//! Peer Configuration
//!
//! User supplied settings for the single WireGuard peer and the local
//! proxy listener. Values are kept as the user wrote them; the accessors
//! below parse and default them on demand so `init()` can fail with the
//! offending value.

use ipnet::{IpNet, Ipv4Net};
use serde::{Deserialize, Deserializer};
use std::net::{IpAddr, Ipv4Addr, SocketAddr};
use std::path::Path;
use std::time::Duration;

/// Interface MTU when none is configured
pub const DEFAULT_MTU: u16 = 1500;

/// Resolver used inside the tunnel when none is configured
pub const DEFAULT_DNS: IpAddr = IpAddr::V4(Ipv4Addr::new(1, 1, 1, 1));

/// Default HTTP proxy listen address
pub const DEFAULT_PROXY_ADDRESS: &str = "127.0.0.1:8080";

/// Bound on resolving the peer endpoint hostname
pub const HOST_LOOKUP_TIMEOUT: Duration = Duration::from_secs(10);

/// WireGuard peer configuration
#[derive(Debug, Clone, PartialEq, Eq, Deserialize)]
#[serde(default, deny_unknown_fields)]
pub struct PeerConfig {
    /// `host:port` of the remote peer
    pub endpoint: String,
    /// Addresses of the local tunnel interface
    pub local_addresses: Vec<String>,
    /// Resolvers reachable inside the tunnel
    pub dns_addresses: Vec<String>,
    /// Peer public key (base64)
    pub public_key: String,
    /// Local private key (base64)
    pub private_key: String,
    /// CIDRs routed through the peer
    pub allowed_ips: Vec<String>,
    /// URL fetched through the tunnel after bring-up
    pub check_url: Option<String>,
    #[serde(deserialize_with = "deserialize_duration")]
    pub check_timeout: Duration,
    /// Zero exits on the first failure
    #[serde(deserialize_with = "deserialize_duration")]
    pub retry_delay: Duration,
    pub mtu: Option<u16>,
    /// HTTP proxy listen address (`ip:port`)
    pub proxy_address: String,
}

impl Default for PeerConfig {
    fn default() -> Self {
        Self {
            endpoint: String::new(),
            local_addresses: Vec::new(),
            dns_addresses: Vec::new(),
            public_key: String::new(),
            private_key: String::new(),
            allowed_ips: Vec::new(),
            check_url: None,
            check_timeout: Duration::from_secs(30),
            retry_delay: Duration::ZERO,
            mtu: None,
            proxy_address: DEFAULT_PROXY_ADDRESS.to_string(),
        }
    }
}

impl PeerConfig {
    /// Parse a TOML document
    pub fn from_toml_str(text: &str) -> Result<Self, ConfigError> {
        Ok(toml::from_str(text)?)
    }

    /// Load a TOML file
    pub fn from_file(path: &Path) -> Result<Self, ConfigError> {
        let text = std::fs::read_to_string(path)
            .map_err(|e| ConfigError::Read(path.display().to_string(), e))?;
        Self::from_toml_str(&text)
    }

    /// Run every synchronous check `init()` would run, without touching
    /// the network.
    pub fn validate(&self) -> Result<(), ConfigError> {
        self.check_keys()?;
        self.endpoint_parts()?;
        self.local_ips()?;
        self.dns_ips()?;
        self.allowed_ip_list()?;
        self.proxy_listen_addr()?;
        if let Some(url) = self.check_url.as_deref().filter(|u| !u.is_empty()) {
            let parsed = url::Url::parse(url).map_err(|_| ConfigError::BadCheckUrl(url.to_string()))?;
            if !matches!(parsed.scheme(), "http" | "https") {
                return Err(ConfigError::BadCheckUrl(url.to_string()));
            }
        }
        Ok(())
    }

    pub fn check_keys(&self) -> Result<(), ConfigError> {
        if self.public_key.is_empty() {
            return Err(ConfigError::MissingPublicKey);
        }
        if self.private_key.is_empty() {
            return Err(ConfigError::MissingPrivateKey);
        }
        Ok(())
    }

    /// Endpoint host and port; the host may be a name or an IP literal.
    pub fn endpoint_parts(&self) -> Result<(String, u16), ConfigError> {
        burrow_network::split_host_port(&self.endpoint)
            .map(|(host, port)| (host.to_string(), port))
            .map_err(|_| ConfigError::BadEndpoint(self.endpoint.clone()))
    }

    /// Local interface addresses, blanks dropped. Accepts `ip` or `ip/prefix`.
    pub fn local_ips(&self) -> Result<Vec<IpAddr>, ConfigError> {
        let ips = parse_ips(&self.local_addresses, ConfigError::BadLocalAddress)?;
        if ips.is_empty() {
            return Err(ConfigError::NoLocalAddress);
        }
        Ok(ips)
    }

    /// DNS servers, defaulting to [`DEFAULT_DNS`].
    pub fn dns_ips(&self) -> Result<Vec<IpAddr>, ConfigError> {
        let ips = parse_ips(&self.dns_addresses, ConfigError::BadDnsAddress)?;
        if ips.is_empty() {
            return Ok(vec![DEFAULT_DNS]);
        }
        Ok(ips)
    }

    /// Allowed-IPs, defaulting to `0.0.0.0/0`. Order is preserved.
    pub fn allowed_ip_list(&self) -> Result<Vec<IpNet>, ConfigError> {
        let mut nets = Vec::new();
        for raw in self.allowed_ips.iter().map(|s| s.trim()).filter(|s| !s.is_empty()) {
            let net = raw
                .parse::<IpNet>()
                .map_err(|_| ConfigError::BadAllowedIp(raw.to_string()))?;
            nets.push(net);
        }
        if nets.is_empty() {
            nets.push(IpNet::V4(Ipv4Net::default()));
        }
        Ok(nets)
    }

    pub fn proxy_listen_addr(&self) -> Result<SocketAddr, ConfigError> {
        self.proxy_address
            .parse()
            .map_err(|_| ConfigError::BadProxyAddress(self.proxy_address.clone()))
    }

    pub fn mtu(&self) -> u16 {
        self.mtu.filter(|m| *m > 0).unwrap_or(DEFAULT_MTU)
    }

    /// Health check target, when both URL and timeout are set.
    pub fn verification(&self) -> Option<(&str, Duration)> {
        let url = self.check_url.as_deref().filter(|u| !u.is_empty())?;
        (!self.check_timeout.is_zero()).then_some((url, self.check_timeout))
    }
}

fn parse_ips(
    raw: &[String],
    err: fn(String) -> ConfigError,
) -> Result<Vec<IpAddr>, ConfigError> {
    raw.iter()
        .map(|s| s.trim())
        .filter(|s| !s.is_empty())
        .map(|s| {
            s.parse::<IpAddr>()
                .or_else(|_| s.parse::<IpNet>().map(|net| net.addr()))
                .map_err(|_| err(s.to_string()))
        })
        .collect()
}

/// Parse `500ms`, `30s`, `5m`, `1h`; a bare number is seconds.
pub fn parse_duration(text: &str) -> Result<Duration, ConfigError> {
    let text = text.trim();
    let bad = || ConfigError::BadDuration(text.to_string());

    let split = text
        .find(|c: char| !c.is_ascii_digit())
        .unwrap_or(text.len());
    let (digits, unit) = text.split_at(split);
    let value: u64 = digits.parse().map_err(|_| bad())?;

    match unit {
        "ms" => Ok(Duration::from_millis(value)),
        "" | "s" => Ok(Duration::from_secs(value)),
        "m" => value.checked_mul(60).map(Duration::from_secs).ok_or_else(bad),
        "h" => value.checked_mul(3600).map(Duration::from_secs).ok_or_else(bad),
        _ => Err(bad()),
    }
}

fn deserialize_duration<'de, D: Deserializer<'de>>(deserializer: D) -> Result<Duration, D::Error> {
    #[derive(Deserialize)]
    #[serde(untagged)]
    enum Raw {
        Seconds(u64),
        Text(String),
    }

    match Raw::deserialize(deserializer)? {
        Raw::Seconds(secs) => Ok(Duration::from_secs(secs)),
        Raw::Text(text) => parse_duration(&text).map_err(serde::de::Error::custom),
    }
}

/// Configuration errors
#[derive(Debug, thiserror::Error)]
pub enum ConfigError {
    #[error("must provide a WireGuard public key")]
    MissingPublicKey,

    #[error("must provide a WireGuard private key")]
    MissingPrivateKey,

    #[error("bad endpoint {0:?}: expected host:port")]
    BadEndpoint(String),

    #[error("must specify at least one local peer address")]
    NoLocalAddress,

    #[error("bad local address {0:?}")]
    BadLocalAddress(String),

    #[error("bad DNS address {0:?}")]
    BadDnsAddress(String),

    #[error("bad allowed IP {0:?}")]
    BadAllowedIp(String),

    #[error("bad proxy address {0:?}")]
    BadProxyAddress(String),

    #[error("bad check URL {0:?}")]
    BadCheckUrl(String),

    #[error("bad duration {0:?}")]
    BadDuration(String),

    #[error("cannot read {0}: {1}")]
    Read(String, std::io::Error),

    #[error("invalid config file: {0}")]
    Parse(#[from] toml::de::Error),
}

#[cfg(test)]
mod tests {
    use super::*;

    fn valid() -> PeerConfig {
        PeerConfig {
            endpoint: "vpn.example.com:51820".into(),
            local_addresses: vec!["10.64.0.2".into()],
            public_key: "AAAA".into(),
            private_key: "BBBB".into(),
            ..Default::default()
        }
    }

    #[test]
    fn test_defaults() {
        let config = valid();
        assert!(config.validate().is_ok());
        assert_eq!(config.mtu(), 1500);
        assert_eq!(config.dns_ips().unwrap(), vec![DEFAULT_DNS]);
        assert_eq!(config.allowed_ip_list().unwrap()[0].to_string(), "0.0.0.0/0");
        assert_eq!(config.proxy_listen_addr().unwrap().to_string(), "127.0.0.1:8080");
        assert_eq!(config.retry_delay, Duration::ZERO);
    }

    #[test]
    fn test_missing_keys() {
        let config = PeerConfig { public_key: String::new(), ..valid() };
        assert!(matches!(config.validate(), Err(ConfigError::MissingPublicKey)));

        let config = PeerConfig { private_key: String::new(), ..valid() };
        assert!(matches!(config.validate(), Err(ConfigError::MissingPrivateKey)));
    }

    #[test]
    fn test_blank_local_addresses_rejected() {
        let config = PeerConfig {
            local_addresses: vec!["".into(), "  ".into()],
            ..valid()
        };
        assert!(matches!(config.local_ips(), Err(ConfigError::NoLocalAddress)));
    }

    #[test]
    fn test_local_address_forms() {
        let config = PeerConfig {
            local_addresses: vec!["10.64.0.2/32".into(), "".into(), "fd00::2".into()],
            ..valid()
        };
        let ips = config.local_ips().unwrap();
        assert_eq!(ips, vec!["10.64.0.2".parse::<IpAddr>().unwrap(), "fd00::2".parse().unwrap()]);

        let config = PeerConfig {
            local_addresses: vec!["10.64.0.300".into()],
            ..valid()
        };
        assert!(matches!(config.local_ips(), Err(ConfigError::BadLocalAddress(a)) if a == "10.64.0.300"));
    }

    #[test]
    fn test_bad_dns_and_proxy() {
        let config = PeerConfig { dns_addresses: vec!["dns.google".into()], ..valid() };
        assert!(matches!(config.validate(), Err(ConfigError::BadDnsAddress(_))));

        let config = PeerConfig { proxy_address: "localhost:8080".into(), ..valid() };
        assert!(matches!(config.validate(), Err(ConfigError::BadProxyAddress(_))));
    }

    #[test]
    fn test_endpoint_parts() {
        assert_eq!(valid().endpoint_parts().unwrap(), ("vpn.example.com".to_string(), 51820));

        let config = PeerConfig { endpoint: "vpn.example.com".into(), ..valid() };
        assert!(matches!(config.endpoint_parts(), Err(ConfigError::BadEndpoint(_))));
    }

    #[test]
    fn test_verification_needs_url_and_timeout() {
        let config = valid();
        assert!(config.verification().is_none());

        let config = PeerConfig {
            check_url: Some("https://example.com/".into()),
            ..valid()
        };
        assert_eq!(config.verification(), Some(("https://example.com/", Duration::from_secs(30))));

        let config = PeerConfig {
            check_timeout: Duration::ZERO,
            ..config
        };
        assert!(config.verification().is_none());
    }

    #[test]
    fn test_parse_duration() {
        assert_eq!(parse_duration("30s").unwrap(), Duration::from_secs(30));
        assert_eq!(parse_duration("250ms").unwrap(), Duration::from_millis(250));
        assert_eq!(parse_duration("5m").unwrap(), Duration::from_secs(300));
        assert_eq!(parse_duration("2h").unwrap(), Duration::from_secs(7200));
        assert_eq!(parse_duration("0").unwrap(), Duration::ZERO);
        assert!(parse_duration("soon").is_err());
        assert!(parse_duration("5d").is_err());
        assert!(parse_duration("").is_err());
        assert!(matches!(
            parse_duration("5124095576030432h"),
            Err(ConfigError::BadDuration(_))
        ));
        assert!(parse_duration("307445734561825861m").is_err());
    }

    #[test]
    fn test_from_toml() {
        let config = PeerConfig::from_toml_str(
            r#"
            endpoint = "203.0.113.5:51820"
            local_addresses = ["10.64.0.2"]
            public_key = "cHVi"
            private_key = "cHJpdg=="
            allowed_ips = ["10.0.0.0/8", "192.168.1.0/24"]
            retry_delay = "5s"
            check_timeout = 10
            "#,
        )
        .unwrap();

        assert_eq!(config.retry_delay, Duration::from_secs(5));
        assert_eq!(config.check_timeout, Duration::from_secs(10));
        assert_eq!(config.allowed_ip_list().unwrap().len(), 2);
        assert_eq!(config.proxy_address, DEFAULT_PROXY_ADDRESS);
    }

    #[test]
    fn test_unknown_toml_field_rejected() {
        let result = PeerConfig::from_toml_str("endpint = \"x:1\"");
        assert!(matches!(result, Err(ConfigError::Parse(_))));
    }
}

○ ○ ○ ○

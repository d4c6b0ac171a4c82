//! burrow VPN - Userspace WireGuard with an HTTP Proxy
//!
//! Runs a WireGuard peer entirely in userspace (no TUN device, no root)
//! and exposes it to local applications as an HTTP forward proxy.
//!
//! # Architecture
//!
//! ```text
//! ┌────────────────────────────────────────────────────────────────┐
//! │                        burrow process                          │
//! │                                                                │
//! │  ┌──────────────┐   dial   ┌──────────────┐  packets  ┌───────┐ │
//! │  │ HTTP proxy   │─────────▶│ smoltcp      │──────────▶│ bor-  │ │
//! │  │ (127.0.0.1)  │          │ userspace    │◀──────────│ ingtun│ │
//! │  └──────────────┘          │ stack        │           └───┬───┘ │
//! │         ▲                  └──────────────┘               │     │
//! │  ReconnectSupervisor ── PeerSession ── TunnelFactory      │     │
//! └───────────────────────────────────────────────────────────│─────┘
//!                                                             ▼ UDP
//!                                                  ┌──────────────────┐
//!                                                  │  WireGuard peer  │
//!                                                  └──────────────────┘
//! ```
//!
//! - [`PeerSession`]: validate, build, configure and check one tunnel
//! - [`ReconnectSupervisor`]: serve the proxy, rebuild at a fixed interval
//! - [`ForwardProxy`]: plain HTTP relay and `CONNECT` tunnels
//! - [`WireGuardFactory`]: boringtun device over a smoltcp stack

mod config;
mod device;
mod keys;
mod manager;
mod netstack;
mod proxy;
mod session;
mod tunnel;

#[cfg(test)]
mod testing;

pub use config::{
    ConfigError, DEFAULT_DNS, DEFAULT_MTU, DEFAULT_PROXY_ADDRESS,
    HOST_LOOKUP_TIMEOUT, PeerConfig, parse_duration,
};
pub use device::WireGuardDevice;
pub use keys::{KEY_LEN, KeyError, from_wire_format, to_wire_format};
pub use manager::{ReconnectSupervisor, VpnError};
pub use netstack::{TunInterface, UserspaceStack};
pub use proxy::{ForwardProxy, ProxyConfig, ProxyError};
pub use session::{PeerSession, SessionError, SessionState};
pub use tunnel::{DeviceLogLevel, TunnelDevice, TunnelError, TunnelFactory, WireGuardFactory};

○ ○ ○ ○

PROBLEM:
In the listing above, find each line with the word "matches" and return it.

RESPONSE AREA:
            if !matches!(parsed.scheme(), "http" | "https") {
        assert!(matches!(config.validate(), Err(ConfigError::MissingPublicKey)));
        assert!(matches!(config.validate(), Err(ConfigError::MissingPrivateKey)));
        assert!(matches!(config.local_ips(), Err(ConfigError::NoLocalAddress)));
        assert!(matches!(config.local_ips(), Err(ConfigError::BadLocalAddress(a)) if a == "10.64.0.300"));
        assert!(matches!(config.validate(), Err(ConfigError::BadDnsAddress(_))));
        assert!(matches!(config.validate(), Err(ConfigError::BadProxyAddress(_))));
        assert!(matches!(config.endpoint_parts(), Err(ConfigError::BadEndpoint(_))));
        assert!(matches!(
        assert!(matches!(result, Err(ConfigError::Parse(_))));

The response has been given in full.